Pewarnaan endospora, sebenarnya merupakan pewarnaan yang hanya mewarnai satu bagian sel saja, sehingga dapat digunakan untuk membedakan dengan bagian lain dari mikroba bersangkutan. Endospora merupakan struktur yang dibentuk di dalam bakteri tipe-tipe tertentu, yang terbentuk pada akhir fase logaritmik, dan dibentuk oleh sel basilus, bersifat sangat tahan terhadap pemanasan, pengeringan, disinfektan, dan setelah diwarnai sukar untuk dihilangkan. Endospora ini dibentuk pada kondisi yang tidak memungkinkan untuk pertumbuhan sel vegetatif (Fardiaz, 1992).
Endospora hanya terdapat dalam bakteri berbentuk batang (basilus) dan dapat dilihat dengan pewarnaan endospora. Pada umumnya, bakteri pembentuk endospora memang berbentuk batang, dan setelah membentuk endospora sporangium, bakteri akan mati lalu mengalami lisis (pemecahan membran sel). Spora bekas lisis memiliki ukuran cukup besar, sehingga dapat terlihat jelas pada mikroskop. Spora bekas inilah yang menunjukkan adanya endospora (Lay, 1994). Endospora adalah struktur spesifik yang ditemukan pada beberapa jenis bakteri.
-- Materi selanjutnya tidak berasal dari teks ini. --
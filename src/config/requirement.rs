//! Declarative per-field configuration contracts.

use std::sync::Arc;

use once_cell::sync::OnceCell;
use regex::Regex;
use serde_json::{Map, Value};

/// Declared JSON type of a config field.
#[derive(Debug, Clone, Copy, PartialEq, Eq)]
pub enum FieldType {
    String,
    Integer,
    Number,
    Boolean,
    Array,
    Object,
    Any,
}

impl FieldType {
    /// Integers satisfy `Number`; numeric strings satisfy neither.
    pub fn matches(&self, value: &Value) -> bool {
        match self {
            FieldType::String => value.is_string(),
            FieldType::Integer => value.is_i64() || value.is_u64(),
            FieldType::Number => value.is_number(),
            FieldType::Boolean => value.is_boolean(),
            FieldType::Array => value.is_array(),
            FieldType::Object => value.is_object(),
            FieldType::Any => true,
        }
    }

    pub fn as_str(&self) -> &'static str {
        match self {
            FieldType::String => "string",
            FieldType::Integer => "integer",
            FieldType::Number => "number",
            FieldType::Boolean => "boolean",
            FieldType::Array => "array",
            FieldType::Object => "object",
            FieldType::Any => "any",
        }
    }
}

impl std::fmt::Display for FieldType {
    fn fmt(&self, f: &mut std::fmt::Formatter<'_>) -> std::fmt::Result {
        write!(f, "{}", self.as_str())
    }
}

/// Accepted value(s) for one `depends_on` condition.
#[derive(Debug, Clone, PartialEq)]
pub enum Expected {
    One(Value),
    AnyOf(Vec<Value>),
}

impl Expected {
    pub fn holds(&self, actual: Option<&Value>) -> bool {
        let Some(actual) = actual else {
            return false;
        };
        match self {
            Expected::One(v) => v == actual,
            Expected::AnyOf(vs) => vs.contains(actual),
        }
    }
}

/// Custom check on a present value. `Ok(false)` and `Err(reason)` both reject.
pub type FieldPredicate = Arc<dyn Fn(&Value) -> Result<bool, String> + Send + Sync>;

#[derive(Clone)]
pub struct ConfigRequirement {
    pub name: String,
    pub field_type: FieldType,
    pub required: bool,
    pub default: Option<Value>,
    /// Raw example text; parsed as JSON when possible.
    pub example: Option<String>,
    /// Resource tag such as `port`, `url`, `path`, `route`, `topic`, `env`.
    pub semantic: Option<String>,
    pub validator: Option<FieldPredicate>,
    pub depends_on: Vec<(String, Expected)>,
    pub conflicts_with: Vec<String>,
    pub requires: Vec<String>,
    pub options: Vec<Value>,
    pub min: Option<f64>,
    pub max: Option<f64>,
    /// Regex matched against the whole string value.
    pub pattern: Option<String>,
    pub description: Option<String>,
    /// Anchored `pattern`, compiled on first use.
    compiled_pattern: OnceCell<Result<Regex, String>>,
}

impl ConfigRequirement {
    pub fn new(name: impl Into<String>, field_type: FieldType) -> Self {
        ConfigRequirement {
            name: name.into(),
            field_type,
            required: false,
            default: None,
            example: None,
            semantic: None,
            validator: None,
            depends_on: vec![],
            conflicts_with: vec![],
            requires: vec![],
            options: vec![],
            min: None,
            max: None,
            pattern: None,
            description: None,
            compiled_pattern: OnceCell::new(),
        }
    }

    pub fn required(mut self) -> Self {
        self.required = true;
        self
    }

    pub fn default_value(mut self, value: impl Into<Value>) -> Self {
        self.default = Some(value.into());
        self
    }

    pub fn example(mut self, example: impl Into<String>) -> Self {
        self.example = Some(example.into());
        self
    }

    pub fn semantic(mut self, tag: impl Into<String>) -> Self {
        self.semantic = Some(tag.into());
        self
    }

    pub fn validator<F>(mut self, predicate: F) -> Self
    where
        F: Fn(&Value) -> Result<bool, String> + Send + Sync + 'static,
    {
        self.validator = Some(Arc::new(predicate));
        self
    }

    pub fn depends_on(mut self, key: impl Into<String>, expected: impl Into<Value>) -> Self {
        self.depends_on
            .push((key.into(), Expected::One(expected.into())));
        self
    }

    pub fn depends_on_any<V: Into<Value>>(
        mut self,
        key: impl Into<String>,
        expected: impl IntoIterator<Item = V>,
    ) -> Self {
        let values = expected.into_iter().map(Into::into).collect();
        self.depends_on.push((key.into(), Expected::AnyOf(values)));
        self
    }

    pub fn conflicts_with(mut self, field: impl Into<String>) -> Self {
        self.conflicts_with.push(field.into());
        self
    }

    pub fn requires(mut self, field: impl Into<String>) -> Self {
        self.requires.push(field.into());
        self
    }

    pub fn options<V: Into<Value>>(mut self, options: impl IntoIterator<Item = V>) -> Self {
        self.options = options.into_iter().map(Into::into).collect();
        self
    }

    pub fn min(mut self, min: f64) -> Self {
        self.min = Some(min);
        self
    }

    pub fn max(mut self, max: f64) -> Self {
        self.max = Some(max);
        self
    }

    pub fn pattern(mut self, pattern: impl Into<String>) -> Self {
        self.pattern = Some(pattern.into());
        self.compiled_pattern = OnceCell::new();
        self
    }

    pub fn description(mut self, description: impl Into<String>) -> Self {
        self.description = Some(description.into());
        self
    }

    /// The whole-value regex for `pattern`, compiled once per requirement.
    /// `Err` carries the compile error for an unusable pattern.
    pub fn pattern_regex(&self) -> Option<Result<&Regex, &str>> {
        let pattern = self.pattern.as_deref()?;
        let compiled = self.compiled_pattern.get_or_init(|| {
            Regex::new(&format!("^(?:{})$", pattern)).map_err(|e| e.to_string())
        });
        Some(compiled.as_ref().map_err(String::as_str))
    }

    /// With `depends_on` set, required iff every condition holds against
    /// `config`; otherwise the static flag.
    pub fn is_required(&self, config: &Map<String, Value>) -> bool {
        if self.depends_on.is_empty() {
            return self.required;
        }
        self.depends_on
            .iter()
            .all(|(key, expected)| expected.holds(config.get(key)))
    }

    /// The example as a JSON value, falling back to the literal string.
    pub fn parsed_example(&self) -> Option<Value> {
        self.example.as_deref().map(parse_example)
    }

    /// One-line hint for operators: the example, else the default.
    pub fn suggestion(&self) -> Option<String> {
        if let Some(example) = &self.example {
            return Some(format!("set '{}', e.g. {}", self.name, example));
        }
        self.default
            .as_ref()
            .map(|d| format!("set '{}', default is {}", self.name, d))
    }

    /// Human-readable contract line used in AI prompts.
    pub fn describe(&self) -> String {
        let mut line = format!("{} ({})", self.name, self.field_type);
        if !self.options.is_empty() {
            let opts: Vec<String> = self.options.iter().map(Value::to_string).collect();
            line.push_str(&format!(", one of [{}]", opts.join(", ")));
        }
        match (self.min, self.max) {
            (Some(lo), Some(hi)) => line.push_str(&format!(", between {} and {}", lo, hi)),
            (Some(lo), None) => line.push_str(&format!(", at least {}", lo)),
            (None, Some(hi)) => line.push_str(&format!(", at most {}", hi)),
            (None, None) => {}
        }
        if let Some(p) = &self.pattern {
            line.push_str(&format!(", matching /{}/", p));
        }
        if let Some(e) = &self.example {
            line.push_str(&format!(", e.g. {}", e));
        }
        if let Some(d) = &self.description {
            line.push_str(&format!(": {}", d));
        }
        line
    }
}

impl std::fmt::Debug for ConfigRequirement {
    fn fmt(&self, f: &mut std::fmt::Formatter<'_>) -> std::fmt::Result {
        f.debug_struct("ConfigRequirement")
            .field("name", &self.name)
            .field("field_type", &self.field_type)
            .field("required", &self.required)
            .field("default", &self.default)
            .field("example", &self.example)
            .field("semantic", &self.semantic)
            .field("validator", &self.validator.as_ref().map(|_| "<fn>"))
            .field("depends_on", &self.depends_on)
            .field("conflicts_with", &self.conflicts_with)
            .field("requires", &self.requires)
            .field("options", &self.options)
            .field("min", &self.min)
            .field("max", &self.max)
            .field("pattern", &self.pattern)
            .finish()
    }
}

pub fn parse_example(example: &str) -> Value {
    serde_json::from_str(example).unwrap_or_else(|_| Value::String(example.to_string()))
}

#[cfg(test)]
mod tests {
    use super::*;
    use serde_json::json;

    #[test]
    fn test_depends_on_single_and_set() {
        let req = ConfigRequirement::new("path", FieldType::String).depends_on("mode", "file");
        let mut config = Map::new();
        assert!(!req.is_required(&config));
        config.insert("mode".into(), json!("file"));
        assert!(req.is_required(&config));

        let req = ConfigRequirement::new("url", FieldType::String)
            .depends_on_any("mode", ["http", "https"]);
        config.insert("mode".into(), json!("https"));
        assert!(req.is_required(&config));
        config.insert("mode".into(), json!("ftp"));
        assert!(!req.is_required(&config));
    }

    #[test]
    fn test_depends_on_overrides_static_flag() {
        let req = ConfigRequirement::new("topic", FieldType::String)
            .required()
            .depends_on("broker", "kafka");
        assert!(!req.is_required(&Map::new()));
    }

    #[test]
    fn test_example_parsing() {
        assert_eq!(parse_example("8080"), json!(8080));
        assert_eq!(parse_example("[1, 2]"), json!([1, 2]));
        assert_eq!(parse_example("/api/v1"), json!("/api/v1"));
    }

    #[test]
    fn test_pattern_compiled_once_and_anchored() {
        let req = ConfigRequirement::new("topic", FieldType::String).pattern("[a-z]+");
        let first = req.pattern_regex().unwrap().unwrap() as *const Regex;
        let second = req.pattern_regex().unwrap().unwrap() as *const Regex;
        assert_eq!(first, second);
        assert!(req.pattern_regex().unwrap().unwrap().is_match("orders"));
        assert!(!req.pattern_regex().unwrap().unwrap().is_match("orders-1"));

        let broken = ConfigRequirement::new("topic", FieldType::String).pattern("(");
        assert!(broken.pattern_regex().unwrap().is_err());
        assert!(ConfigRequirement::new("x", FieldType::String).pattern_regex().is_none());
    }

    #[test]
    fn test_integer_satisfies_number() {
        assert!(FieldType::Number.matches(&json!(3)));
        assert!(!FieldType::Integer.matches(&json!(3.5)));
        assert!(!FieldType::Integer.matches(&json!("3")));
    }
}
Endospora berbentuk sangat padat dan bersifat sangat refraktif bila dilihat di bawah mikroskop, karena kandungan airnya sangat rendah. Endospora sangat sukar diwarnai dengan pewarna biasa, karenanya harus digunakan pewarna spesifik, dan yang biasa digunakan adalah pewarna hijau malasit (malachite green) (Fardiaz, 1992).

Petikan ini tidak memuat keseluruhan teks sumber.